Since middle school, I have had anxiety. No, it's not incredibly bad anxiety, but it is enough that I feel its effects in my everyday life. I'm a shy person to begin with, so as one can imagine, the idea of going to college was terrifying to me. I was anxious about everything: making new friends, classes, going to eat in the dining hall, having a roommate and more. As I chose my college, I was excited enough that I hid my nerves.
Orientation happened over the summer, and it calmed many of my nerves. I made friends, got a taste of the dining hall and living with someone else for a night. However, I knew that orientation was nothing like the school year would be. There were no upperclassmen, our orientation leaders helped us with everything and I knew that I could go home the next day.
The month of September came around, and it was move-in day.
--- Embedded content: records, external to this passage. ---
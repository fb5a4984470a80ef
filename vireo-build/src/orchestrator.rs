//! Build orchestration
//!
//! Drives one build from manifest to a published, ready index. Stages run
//! strictly one after another. A failure in any stage moves the state machine
//! to `RolledBack`, runs the compensator, and surfaces the stage's own error.

use crate::compensate::{Compensator, RollbackReport};
use crate::context::BuildContext;
use crate::index::{generate_index_id, BuildIndex, IndexFile};
use crate::layout::BuildLayout;
use crate::reconcile::{reconcile, ReconcileSummary};
use crate::reconstruct::HistoryReconstructor;
use crate::state::{BuildState, BuildStateMachine};
use serde::Serialize;
use std::path::PathBuf;
use std::sync::Arc;
use vireo_bio::{
    extract_sequences, prepare_export, write_export_snapshot, write_sequence_file, Otu, Reference,
    SequenceOtuMap,
};
use vireo_core::error::{VireoError, VireoResult};
use vireo_storage::Collection;
use vireo_tools::Bowtie2Builder;

/// Projection used when reading the parent reference
const REFERENCE_FIELDS: [&str; 3] = ["data_type", "organism", "targets"];

/// Summary of a successful build
#[derive(Debug, Clone, PartialEq, Serialize)]
pub struct BuildReport {
    pub index_id: String,
    pub reference_id: String,
    pub otu_count: usize,
    pub sequence_count: usize,
    pub files: Vec<IndexFile>,
    pub reconciled: ReconcileSummary,
    pub index_dir: PathBuf,
}

pub struct BuildOrchestrator {
    ctx: BuildContext,
    index_id: String,
    layout: BuildLayout,
    machine: BuildStateMachine,
    /// Set once bookkeeping has been advanced, so a rollback can revert it
    reconciled: Option<ReconcileSummary>,
    rollback: Option<RollbackReport>,
}

impl BuildOrchestrator {
    pub fn new(ctx: BuildContext) -> Self {
        let index_id = ctx.index_id.clone().unwrap_or_else(generate_index_id);
        let layout = BuildLayout::for_index(
            &ctx.staging_root,
            &ctx.data_root,
            &ctx.reference_id,
            &index_id,
        );

        Self {
            ctx,
            index_id,
            layout,
            machine: BuildStateMachine::new(),
            reconciled: None,
            rollback: None,
        }
    }

    pub fn index_id(&self) -> &str {
        &self.index_id
    }

    pub fn layout(&self) -> &BuildLayout {
        &self.layout
    }

    pub fn state(&self) -> BuildState {
        self.machine.state()
    }

    pub fn state_history(&self) -> Vec<BuildState> {
        self.machine.history()
    }

    /// Outcome of the compensator, present after a failed run
    pub fn rollback_report(&self) -> Option<&RollbackReport> {
        self.rollback.as_ref()
    }

    /// Run the build to `Ready`, or roll it back and return the failure
    pub async fn run(&mut self) -> VireoResult<BuildReport> {
        if self.machine.state() != BuildState::Created {
            return Err(VireoError::InvalidInput(format!(
                "build {} already ran and is {}",
                self.index_id,
                self.machine.state()
            )));
        }

        tracing::info!(
            index_id = %self.index_id,
            reference_id = %self.ctx.reference_id,
            otus = self.ctx.manifest.len(),
            "starting index build"
        );

        match self.execute().await {
            Ok(report) => {
                tracing::info!(
                    index_id = %report.index_id,
                    otus = report.otu_count,
                    sequences = report.sequence_count,
                    files = report.files.len(),
                    "index build ready"
                );
                Ok(report)
            }
            Err(e) => {
                let failed_in = self.machine.state();
                tracing::error!(
                    index_id = %self.index_id,
                    state = %failed_in,
                    category = %e.category(),
                    error = %e,
                    "index build failed, rolling back"
                );

                self.machine.fail();
                let mut compensator = Compensator::new(
                    Arc::clone(&self.ctx.store),
                    self.layout.clone(),
                    &self.index_id,
                );
                if let Some(summary) = self.reconciled.take() {
                    compensator = compensator.with_reconciled(summary);
                }
                self.rollback = Some(compensator.run().await);

                Err(e)
            }
        }
    }

    async fn execute(&mut self) -> VireoResult<BuildReport> {
        let store = Arc::clone(&self.ctx.store);

        let reference: Reference = vireo_storage::fetch(
            store.as_ref(),
            Collection::References,
            &self.ctx.reference_id,
            &REFERENCE_FIELDS,
        )
        .await?
        .ok_or_else(|| VireoError::NotFound(format!("reference {}", self.ctx.reference_id)))?;

        BuildIndex::new(&self.index_id, &self.ctx.reference_id, self.ctx.manifest.clone())
            .reserve(store.as_ref())
            .await?;
        self.layout.prepare().await?;

        self.machine.advance()?;
        let otus = HistoryReconstructor::new(Arc::clone(&self.ctx.history), self.ctx.concurrency)
            .reconstruct(&self.ctx.manifest)
            .await?;
        let otus = Arc::new(otus);

        // Extraction is pulled lazily by the writer, so both stages run together
        self.machine.advance()?;
        self.machine.advance()?;
        let (sequence_count, owners) = self.write_sequences(&otus, &reference).await?;
        BuildIndex::set_sequence_otu_map(store.as_ref(), &self.index_id, &owners).await?;

        self.machine.advance()?;
        let builder = Bowtie2Builder::new(
            self.ctx.indexer_binary.clone(),
            Arc::clone(&self.ctx.runner),
            self.ctx.indexer_timeout,
        );
        builder
            .build(
                &self.layout.fasta_path(),
                &self.layout.index_prefix(),
                &reference.data_type,
                self.ctx.indexer_threads,
            )
            .await?;

        self.machine.advance()?;
        self.write_export(&otus, &reference).await?;
        BuildIndex::set_has_json(store.as_ref(), &self.index_id).await?;

        self.machine.advance()?;
        let files = self.layout.transfer(&reference.data_type).await?;
        BuildIndex::set_files(store.as_ref(), &self.index_id, &files).await?;

        self.machine.advance()?;
        let reconciled = reconcile(store.as_ref(), &self.ctx.reference_id).await?;
        self.reconciled = Some(reconciled.clone());

        BuildIndex::mark_ready(store.as_ref(), &self.index_id).await?;
        self.machine.advance()?;

        if !self.ctx.keep_staging {
            if let Err(e) = self.layout.remove_staging().await {
                tracing::warn!(error = %e, "failed to clean staging directory");
            }
        }

        Ok(BuildReport {
            index_id: self.index_id.clone(),
            reference_id: self.ctx.reference_id.clone(),
            otu_count: otus.len(),
            sequence_count,
            files,
            reconciled,
            index_dir: self.layout.final_dir.clone(),
        })
    }

    async fn write_sequences(
        &self,
        otus: &Arc<Vec<Otu>>,
        reference: &Reference,
    ) -> VireoResult<(usize, SequenceOtuMap)> {
        let otus = Arc::clone(otus);
        let data_type = reference.data_type.clone();
        let path = self.layout.fasta_path();

        let (written, owners) =
            tokio::task::spawn_blocking(move || -> VireoResult<(usize, SequenceOtuMap)> {
                let mut owners = SequenceOtuMap::new();
                let sequences = extract_sequences(otus.iter(), &data_type, &mut owners);
                let written = write_sequence_file(&path, sequences)?;
                Ok((written, owners))
            })
            .await
            .map_err(|e| VireoError::Other(format!("sequence writer task failed: {}", e)))??;

        tracing::info!(
            index_id = %self.index_id,
            sequences = written,
            owners = owners.len(),
            "wrote sequence file"
        );
        Ok((written, owners))
    }

    async fn write_export(&self, otus: &Arc<Vec<Otu>>, reference: &Reference) -> VireoResult<()> {
        let otus = Arc::clone(otus);
        let reference = reference.clone();
        let path = self.layout.export_path();

        tokio::task::spawn_blocking(move || {
            let document = prepare_export(&reference, otus.iter());
            write_export_snapshot(&path, &document)
        })
        .await
        .map_err(|e| VireoError::Other(format!("export writer task failed: {}", e)))?
    }
}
I was looking forward to setting up my room, seeing my roommate and seeing my friends from orientation. To my surprise, the first week of college went better than I could've ever asked for. I found all my classes with no problems. I always had someone to make the trek to the dining hall with me, and I was meeting more and more people each night. I did this by actively trying to overcome my social anxiety and doing things while being with the people who made me feel comfortable.
Instead of saying no, I found myself saying yes to going to dinner with my friend's friends, going out more and sitting in the common room rather than in my room. By doing these things, I've found that I feel more comfortable at school. I can walk to class or go into the dining hall and say hi to the familiar faces I see. By being in college, I have been presented with the opportunities to try new things and meet more people.
Because of these opportunities right outside my door, I was able to actively put myself into situations that may seem a little scary. I understood that everyone else was new here too, and we all had similar emotions. I didn't think I would feel so comfortable the first week of school, but I'm thankful I did. From this week I have become more confident and less anxious doing things I once feared.